● What to work on
Should a line in the entries below contain "ExtractedPage", return that line.

START Raw data

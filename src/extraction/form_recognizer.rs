//! Azure Form Recognizer (`prebuilt-document`) client.

use std::time::Duration;

use async_trait::async_trait;
use reqwest::{Client, StatusCode, header::LOCATION};
use serde::Deserialize;
use serde_json::json;
use time::OffsetDateTime;

use super::{DocumentExtractor, ExtractedDocument, ExtractedPage, ExtractionError};
use crate::storage::StoredObjectReference;

const API_VERSION: &str = "2023-07-31";
const MODEL_ID: &str = "prebuilt-document";
const OPERATION_LOCATION: &str = "operation-location";
const KEY_HEADER: &str = "Ocp-Apim-Subscription-Key";

/// How long to wait on a running analysis operation.
#[derive(Debug, Clone, Copy, PartialEq, Eq)]
pub struct PollSettings {
    /// Delay between status checks.
    pub interval: Duration,
    /// Status checks issued before giving up.
    pub max_polls: u32,
}

impl Default for PollSettings {
    fn default() -> Self {
        Self {
            interval: Duration::from_secs(1),
            max_polls: 120,
        }
    }
}

/// Client for the Form Recognizer REST API.
pub struct FormRecognizerClient {
    http: Client,
    endpoint: String,
    key: String,
    poll: PollSettings,
}

impl FormRecognizerClient {
    /// Build a client for the resource at `endpoint`.
    pub fn new(
        endpoint: impl Into<String>,
        key: impl Into<String>,
        poll: PollSettings,
    ) -> Result<Self, ExtractionError> {
        let http = Client::builder().user_agent("lexsum/extract").build()?;
        Ok(Self {
            http,
            endpoint: endpoint.into().trim_end_matches('/').to_string(),
            key: key.into(),
            poll,
        })
    }

    fn analyze_url(&self) -> String {
        format!(
            "{}/formrecognizer/documentModels/{MODEL_ID}:analyze?api-version={API_VERSION}",
            self.endpoint
        )
    }

    async fn start_analysis(&self, source: &StoredObjectReference) -> Result<String, ExtractionError> {
        let response = self
            .http
            .post(self.analyze_url())
            .header(KEY_HEADER, &self.key)
            .json(&json!({ "urlSource": source.url() }))
            .send()
            .await?;

        if response.status() != StatusCode::ACCEPTED {
            let status = response.status();
            let body = response.text().await.unwrap_or_default();
            return Err(ExtractionError::UnexpectedStatus { status, body });
        }

        response
            .headers()
            .get(OPERATION_LOCATION)
            .or_else(|| response.headers().get(LOCATION))
            .and_then(|value| value.to_str().ok())
            .map(str::to_string)
            .ok_or_else(|| {
                ExtractionError::InvalidResponse("missing Operation-Location header".into())
            })
    }

    async fn await_result(&self, operation: &str) -> Result<AnalyzeResult, ExtractionError> {
        for poll in 1..=self.poll.max_polls {
            let response = self
                .http
                .get(operation)
                .header(KEY_HEADER, &self.key)
                .send()
                .await?;

            if !response.status().is_success() {
                let status = response.status();
                let body = response.text().await.unwrap_or_default();
                return Err(ExtractionError::UnexpectedStatus { status, body });
            }

            let body: AnalyzeOperation = response.json().await.map_err(|error| {
                ExtractionError::InvalidResponse(format!("failed to decode operation: {error}"))
            })?;

            match body.status.as_str() {
                "succeeded" => {
                    tracing::debug!(poll, "Document analysis succeeded");
                    return body.analyze_result.ok_or_else(|| {
                        ExtractionError::InvalidResponse("succeeded without analyzeResult".into())
                    });
                }
                "failed" => {
                    let message = body
                        .error
                        .map(|error| format!("{}: {}", error.code, error.message))
                        .unwrap_or_else(|| "no error detail".into());
                    return Err(ExtractionError::AnalysisFailed(message));
                }
                status => {
                    tracing::trace!(poll, status, "Document analysis still running");
                    if poll < self.poll.max_polls {
                        tokio::time::sleep(self.poll.interval).await;
                    }
                }
            }
        }

        Err(ExtractionError::PollBudgetExhausted {
            polls: self.poll.max_polls,
        })
    }
}

#[derive(Debug, Deserialize)]
#[serde(rename_all = "camelCase")]
struct AnalyzeOperation {
    status: String,
    #[serde(default)]
    analyze_result: Option<AnalyzeResult>,
    #[serde(default)]
    error: Option<ServiceError>,
}

#[derive(Debug, Deserialize)]
struct ServiceError {
    #[serde(default)]
    code: String,
    #[serde(default)]
    message: String,
}

#[derive(Debug, Default, Deserialize)]
struct AnalyzeResult {
    #[serde(default)]
    pages: Vec<ResultPage>,
}

#[derive(Debug, Deserialize)]
struct ResultPage {
    #[serde(default)]
    lines: Vec<ResultLine>,
}

#[derive(Debug, Deserialize)]
struct ResultLine {
    content: String,
}

impl From<AnalyzeResult> for ExtractedDocument {
    fn from(result: AnalyzeResult) -> Self {
        Self {
            pages: result
                .pages
                .into_iter()
                .map(|page| ExtractedPage {
                    lines: page.lines.into_iter().map(|line| line.content).collect(),
                })
                .collect(),
        }
    }
}

#[async_trait]
impl DocumentExtractor for FormRecognizerClient {
    async fn extract(
        &self,
        source: &StoredObjectReference,
    ) -> Result<ExtractedDocument, ExtractionError> {
        if source.is_expired_at(OffsetDateTime::now_utc()) {
            return Err(ExtractionError::LocatorExpired {
                name: source.name().to_string(),
                expired_at: source.expires_at(),
            });
        }

        let operation = self.start_analysis(source).await?;
        tracing::debug!(document = source.name(), "Document analysis started");
        let document = ExtractedDocument::from(self.await_result(&operation).await?);
        tracing::debug!(
            document = source.name(),
            pages = document.pages.len(),
            lines = document.line_count(),
            "Document text extracted"
        );
        Ok(document)
    }
}

#[cfg(test)]
mod tests {
    use super::*;
    use httpmock::{
        Method::{GET, POST},
        MockServer,
    };
    use time::Duration as TimeDuration;

    const OPERATION_PATH: &str = "/formrecognizer/documentModels/prebuilt-document/analyzeResults/op-1";

    fn client_for(server: &MockServer, max_polls: u32) -> FormRecognizerClient {
        FormRecognizerClient::new(
            format!("{}/", server.base_url()),
            "secret",
            PollSettings {
                interval: Duration::ZERO,
                max_polls,
            },
        )
        .expect("client")
    }

    fn live_reference() -> StoredObjectReference {
        StoredObjectReference::new(
            "run.pdf",
            "https://acme.blob.core.windows.net/legal-docs/run.pdf?sig=x",
            OffsetDateTime::now_utc() + TimeDuration::minutes(10),
        )
    }

    async fn mock_start(server: &MockServer) -> httpmock::Mock<'_> {
        let location = server.url(OPERATION_PATH);
        server
            .mock_async(move |when, then| {
                when.method(POST)
                    .path("/formrecognizer/documentModels/prebuilt-document:analyze")
                    .query_param("api-version", API_VERSION)
                    .header(KEY_HEADER, "secret")
                    .json_body(json!({
                        "urlSource": "https://acme.blob.core.windows.net/legal-docs/run.pdf?sig=x"
                    }));
                then.status(202).header("Operation-Location", location.as_str());
            })
            .await
    }

    #[tokio::test]
    async fn extracts_lines_page_by_page() {
        let server = MockServer::start_async().await;
        let start = mock_start(&server).await;
        let poll = server
            .mock_async(|when, then| {
                when.method(GET).path(OPERATION_PATH).header(KEY_HEADER, "secret");
                then.status(200).json_body(json!({
                    "status": "succeeded",
                    "analyzeResult": {
                        "pages": [
                            { "pageNumber": 1, "lines": [
                                { "content": "Party A agrees to pay Party B $500." },
                                { "content": "Signed 1 May." }
                            ]},
                            { "pageNumber": 2, "lines": [ { "content": "Annex" } ] }
                        ]
                    }
                }));
            })
            .await;

        let document = client_for(&server, 3)
            .extract(&live_reference())
            .await
            .expect("extraction");

        start.assert_async().await;
        poll.assert_async().await;
        assert_eq!(
            document.to_text(),
            "Party A agrees to pay Party B $500.\nSigned 1 May.\nAnnex\n"
        );
    }

    #[tokio::test]
    async fn expired_locator_is_rejected_without_calling_the_service() {
        let server = MockServer::start_async().await;
        let start = mock_start(&server).await;
        let reference = StoredObjectReference::new(
            "run.pdf",
            "https://acme.blob.core.windows.net/legal-docs/run.pdf?sig=x",
            OffsetDateTime::now_utc() - TimeDuration::seconds(1),
        );

        let error = client_for(&server, 3)
            .extract(&reference)
            .await
            .expect_err("expired");

        assert!(matches!(error, ExtractionError::LocatorExpired { .. }));
        start.assert_hits_async(0).await;
    }

    #[tokio::test]
    async fn failed_operation_reports_service_error() {
        let server = MockServer::start_async().await;
        mock_start(&server).await;
        server
            .mock_async(|when, then| {
                when.method(GET).path(OPERATION_PATH);
                then.status(200).json_body(json!({
                    "status": "failed",
                    "error": { "code": "InvalidContent", "message": "The file is corrupted." }
                }));
            })
            .await;

        let error = client_for(&server, 3)
            .extract(&live_reference())
            .await
            .expect_err("failed analysis");

        assert!(
            matches!(&error, ExtractionError::AnalysisFailed(message) if message.contains("InvalidContent"))
        );
        assert!(!error.is_transient());
    }

    #[tokio::test]
    async fn gives_up_after_poll_budget() {
        let server = MockServer::start_async().await;
        mock_start(&server).await;
        let poll = server
            .mock_async(|when, then| {
                when.method(GET).path(OPERATION_PATH);
                then.status(200).json_body(json!({ "status": "running" }));
            })
            .await;

        let error = client_for(&server, 2)
            .extract(&live_reference())
            .await
            .expect_err("still running");

        assert!(matches!(error, ExtractionError::PollBudgetExhausted { polls: 2 }));
        poll.assert_hits_async(2).await;
    }

    #[tokio::test]
    async fn rejected_submission_surfaces_status() {
        let server = MockServer::start_async().await;
        server
            .mock_async(|when, then| {
                when.method(POST)
                    .path("/formrecognizer/documentModels/prebuilt-document:analyze");
                then.status(401).body("Access denied due to invalid subscription key.");
            })
            .await;

        let error = client_for(&server, 1)
            .extract(&live_reference())
            .await
            .expect_err("unauthorized");

        assert!(
            matches!(error, ExtractionError::UnexpectedStatus { status, .. } if status == StatusCode::UNAUTHORIZED)
        );
    }
}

END Raw data

● Answer
use super::{DocumentExtractor, ExtractedDocument, ExtractedPage, ExtractionError};
                .map(|page| ExtractedPage {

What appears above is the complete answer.